Nasty hangover, you mean. Corrie waited.

“A fifty-fifty split is the least I can expect.”

“It’s my money.”

“And whose money do you think’s been supporting you these past ten years? Certainly not that shitbag father of yours. Me. I’ve been the one working my fingers to the bone supporting you, and by God, young lady, you’re going to give something back.”

Corrie had taped the money to the bottom of her dresser drawer and she wasn’t about to let her mother see where it was. Why, oh why, had she ever told her mother how much she was making? She was going to need that money to pay for a fucking lawyer when her trial came up. Otherwise she was going to end up with some crappy public defender and find herself going to jail. That would make a terrific impression, mailing her college applications from jail.

“I told you I’ll leave some money on the kitchen table.”

“You’ll leave seven hundred and fifty dollars on the kitchen table.”

“That’s way too much.”

“For supporting you all these years, it’s hardly enough.”

“If you didn’t want to support me you shouldn’t have gotten pregnant.”

“Accidents happen, unfortunately.”

Corrie could smell the acrid scent of burning filter as the cigarette was inhaled right down to the butt. Her mother looked around, stubbed it out in Corrie’s incense burner. “If you don’t want to contribute, you can go find yourself another place to live.”

Corrie turned roughly away and replaced her earphones, cranking up the music so loud her ears hurt. She faced the smudged wall, stone-faced. She could just barely hear her mother shouting at her. If she so much as touches me, Corrie thought, I’ll scream. But she knew her mother wouldn’t. She’d hit her once and Corrie had screamed so loud the sheriff came. Of course, the little bulldog did nothing—he actually threatened her with disturbing the peace—but it had the effect of keeping her mother’s hands off her for good.

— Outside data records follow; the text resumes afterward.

use serde::{Deserialize, Serialize};

use crate::card::Card;
use crate::collection::OwnershipRecord;

/// Request body for opening a pack
#[derive(Debug, Serialize, Deserialize, Clone, Copy, PartialEq, Eq)]
pub struct PackRequest {
    pub amount: i64,
    #[serde(default)]
    pub rarity_id: Option<i64>,
}

/// Cards drawn in draw order, plus any quest rewards the grants triggered
#[derive(Debug, Serialize, Clone, PartialEq, Eq)]
pub struct OpenedPack {
    pub profile_id: i64,
    pub cards: Vec<Card>,
    pub rewards: Vec<OwnershipRecord>,
}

There was nothing her mother could do. She just had to wait her out.

Long after her mother had gone back to her room in a fury, Corrie continued lying there, thinking. She forced her mind away from her mother, from the trailer, from the depressing empty meaningless hell that was her life. She found her thoughts drifting toward Pendergast. She thought about his cool black suit, his pale eyes, his tall narrow frame. She wondered if Pendergast was married or had children. It wasn’t fair, the way he’d just dumped her like that and driven off in his fancy car. But maybe, like everybody else, he was disappointed in her. Maybe in the end she just hadn’t done a good enough job for him. She burned with resentment at the way the sheriff had come in and just laid those papers on Pendergast. But he wasn’t the kind to roll over and play dead. And hadn’t he hinted he was going to continue working on the case? He had to take her off the case, she told herself. It wasn’t anything she’d done. He’d said it himself: I cannot have you defying the sheriff on my account.